Only identify specific exit codes as retryable error #518

wenzhel101 · 2018-03-30T18:32:52Z

The criteria to decide permanent error vs retryable error is not correct. Basically, the current exit code range[128, 255] for retryable errors is too broad and it will misclassify some permanent errors as retryable. For example:

user code exits with negative code(e.g. sys.exit(-1)). The container exit code will be 255(exit_code % 256).
user code was killed by SIGSEGV, SIGABRT, etc. Those cases are mostly caused by the problem in mem allocation from user code.

The proposal is to only allow retry for specific error codes that are more likely to be caused by transient issues(e.g. VM was rescheduled or VM was deleted by mistake):
130 = (128+2) Container terminated by Control-C
137 = (128+9) Container received a SIGKILL
143 = (128+15) Container received a SIGTERM

The list can be extended if we see other retryable cases.

The safe approach is to classify all the non-zero exit code as permanent errors.

This change is

coveralls · 2018-03-30T18:44:25Z

Coverage increased (+1.1%) to 49.643% when pulling 96d933e on 0olwzo0:master into ff2958a on kubeflow:master.
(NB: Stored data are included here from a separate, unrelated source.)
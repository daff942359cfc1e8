use async_trait::async_trait;
use futures::Stream;
use sandbox_mcp_core::protocol::JsonRpcMessage;

use crate::errors::TransportError;

pub mod stdio;
pub use stdio::StdioTransport;

/// A transport carrying JSON-RPC messages to and from a peer.
#[async_trait]
pub trait Transport: Stream<Item = Result<JsonRpcMessage, TransportError>> {
    /// Writes one message to the peer.
    async fn write_message(&mut self, message: JsonRpcMessage) -> Result<(), TransportError>;
}
//! Resource and resource template descriptors.

use serde::{Deserialize, Serialize};
use url::Url;

use crate::handler::ResourceError;

/// A read-only data source addressed by a concrete URI.
#[derive(Debug, Clone, PartialEq, Serialize, Deserialize)]
#[serde(rename_all = "camelCase")]
pub struct Resource {
    pub uri: String,
    pub name: String,
    #[serde(skip_serializing_if = "Option::is_none")]
    pub title: Option<String>,
    #[serde(skip_serializing_if = "Option::is_none")]
    pub description: Option<String>,
    #[serde(skip_serializing_if = "Option::is_none")]
    pub mime_type: Option<String>,
}

impl Resource {
    /// Creates a resource after checking that `uri` parses as a URL.
    pub fn new<U, N>(uri: U, name: N) -> Result<Self, ResourceError>
    where
        U: Into<String>,
        N: Into<String>,
    {
        let uri = uri.into();
        Url::parse(&uri).map_err(|e| ResourceError::InvalidUri(format!("{}: {}", uri, e)))?;
        Ok(Self {
            uri,
            name: name.into(),
            title: None,
            description: None,
            mime_type: None,
        })
    }

    pub fn with_title<T: Into<String>>(mut self, title: T) -> Self {
        self.title = Some(title.into());
        self
    }

    pub fn with_description<D: Into<String>>(mut self, description: D) -> Self {
        self.description = Some(description.into());
        self
    }

    pub fn with_mime_type<M: Into<String>>(mut self, mime_type: M) -> Self {
        self.mime_type = Some(mime_type.into());
        self
    }
}

/// A family of resources addressed by a URI pattern with one free
/// variable, e.g. `greeting://{name}`.
#[derive(Debug, Clone, PartialEq, Serialize, Deserialize)]
#[serde(rename_all = "camelCase")]
pub struct ResourceTemplate {
    pub uri_template: String,
    pub name: String,
    #[serde(skip_serializing_if = "Option::is_none")]
    pub title: Option<String>,
    #[serde(skip_serializing_if = "Option::is_none")]
    pub description: Option<String>,
    #[serde(skip_serializing_if = "Option::is_none")]
    pub mime_type: Option<String>,
}

impl ResourceTemplate {
    pub fn new<U, N>(uri_template: U, name: N) -> Self
    where
        U: Into<String>,
        N: Into<String>,
    {
        Self {
            uri_template: uri_template.into(),
            name: name.into(),
            title: None,
            description: None,
            mime_type: None,
        }
    }

    pub fn with_title<T: Into<String>>(mut self, title: T) -> Self {
        self.title = Some(title.into());
        self
    }

    pub fn with_description<D: Into<String>>(mut self, description: D) -> Self {
        self.description = Some(description.into());
        self
    }
}

/// The payload of a resource read. Every resource in this server
/// resolves to text.
#[derive(Debug, Clone, PartialEq, Serialize, Deserialize)]
#[serde(rename_all = "camelCase")]
pub struct ResourceContents {
    pub uri: String,
    #[serde(skip_serializing_if = "Option::is_none")]
    pub mime_type: Option<String>,
    pub text: String,
}

impl ResourceContents {
    pub fn text<T, U>(text: T, uri: U) -> Self
    where
        T: Into<String>,
        U: Into<String>,
    {
        Self {
            uri: uri.into(),
            mime_type: Some("text/plain".to_string()),
            text: text.into(),
        }
    }
}
//! Core types for the AI Sandbox MCP server.
//!
//! This crate carries the wire-level data model shared by the server
//! machinery and the application: JSON-RPC framing, MCP request and
//! result payloads, content items, tool and resource descriptors, and
//! the error taxonomy handlers report through.

pub mod content;
pub mod handler;
pub mod protocol;
pub mod resource;
pub mod tool;
pub mod uri_template;

pub use content::Content;
pub use handler::{ResourceError, ToolError};
pub use resource::{Resource, ResourceContents, ResourceTemplate};
pub use tool::Tool;
pub use uri_template::UriTemplate;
wenzhel101 · 2018-03-30T19:22:06Z

/assign @jlewi

jlewi · 2018-03-30T20:49:15Z

If we treat all errors as permanent then how do we deal with retryable errors like the gRPC server going down?

Or the process being killed by SIGTERM because a node became unhealthy?
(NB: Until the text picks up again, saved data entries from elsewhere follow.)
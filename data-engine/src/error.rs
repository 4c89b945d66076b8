//! Engine error type

use ahiru_types::{ErrorCode, ErrorInfo};
use thiserror::Error;

pub type Result<T> = std::result::Result<T, EngineError>;

#[derive(Debug, Error, Clone, PartialEq)]
pub enum EngineError {
    #[error("DuckDB not initialized")]
    NotInitialized,

    #[error("DuckDB already initialized")]
    AlreadyInitialized,

    #[error("another load or query is still running")]
    Busy,

    #[error("{0}")]
    Initialization(String),

    #[error("failed to read file: {0}")]
    FileRead(String),

    /// Engine rejection, text kept exactly as the engine reported it
    #[error("{0}")]
    Engine(String),
}

impl EngineError {
    pub fn code(&self) -> ErrorCode {
        match self {
            EngineError::NotInitialized => ErrorCode::NotInitialized,
            EngineError::AlreadyInitialized => ErrorCode::AlreadyInitialized,
            EngineError::Busy => ErrorCode::Busy,
            EngineError::Initialization(_) => ErrorCode::InitializationFailed,
            EngineError::FileRead(_) => ErrorCode::FileRead,
            EngineError::Engine(_) => ErrorCode::Engine,
        }
    }

    pub fn to_info(&self) -> ErrorInfo {
        ErrorInfo::new(self.code(), self.to_string())
    }
}

#[cfg(not(target_arch = "wasm32"))]
impl From<duckdb::Error> for EngineError {
    fn from(err: duckdb::Error) -> Self {
        EngineError::Engine(err.to_string())
    }
}

#[cfg(target_arch = "wasm32")]
impl From<wasm_bindgen::JsValue> for EngineError {
    fn from(value: wasm_bindgen::JsValue) -> Self {
        EngineError::Engine(crate::backend::wasm::js_error_text(&value))
    }
}

#[cfg(target_arch = "wasm32")]
impl From<EngineError> for wasm_bindgen::JsValue {
    fn from(err: EngineError) -> Self {
        serde_wasm_bindgen::to_value(&err.to_info())
            .unwrap_or_else(|_| wasm_bindgen::JsValue::from_str(&err.to_string()))
    }
}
wenzhel101 · 2018-03-30T22:06:30Z

It depends that how to define the retryable error. The gRPC server going down can be related to user code. Then it makes some sense to say it's still user error(though it's not permanent). And for the SIGTERM case, it's also hard to tell if the node was manually shutdown by user(user error) or by the service like GCE(retryable?).
I agree that we may not be able to handle it perfectly. It depends on how frequently the edge cases happen. IMO, If all of the edge cases are not 'likely' to happen, it's fine to treat them all as permanent errors.

jlewi · 2018-03-30T22:51:32Z

I can say from experience that retryable errors are an issue and treating all errors is permanent as a no go.

On Cloud VMs can die and this will cause workers to die. Treating this as a permanent error and failing the job is not the right thing to do.

Do you agree can we close this PR?

wenzhel101 · 2018-04-02T07:07:42Z

I updated the PR to only allow to retry for some known cases from CloudML Engine. And I think the list can be extended if we see other data points.
What do you think, @jlewi?

jose5918 · 2018-04-03T00:07:34Z

Doesn't it make more sense to treat all errors as retryable and classify certain ones we know are permanent. Basically the reverse of what is being proposed here. Kubernetes already has the CrashLoopBackOff for things that are failing and it's possible to put a limit on the time the operator lets a job stay in a failed state.

jlewi · 2018-04-03T01:37:15Z

The criteria to decide permanent error vs retryable error is not correct. Basically, the current exit code range[128, 255] for retryable errors is too broad and it will misclassify some permanent errors as retryable.

What's an example of an error code that would be missclassified using the current schema?

I don't think this list is sufficient
130 = (128+2) Container terminated by Control-C
137 = (128+9) Container received a SIGKILL
143 = (128+15) Container received a SIGTERM

TensorFlow is a distributed system. So when one process goes down; e.g. SIGTERM because VM goes down. This error can propogate to other TF workers e.g. because gRPC now encounters errors causing exceptions to be thrown.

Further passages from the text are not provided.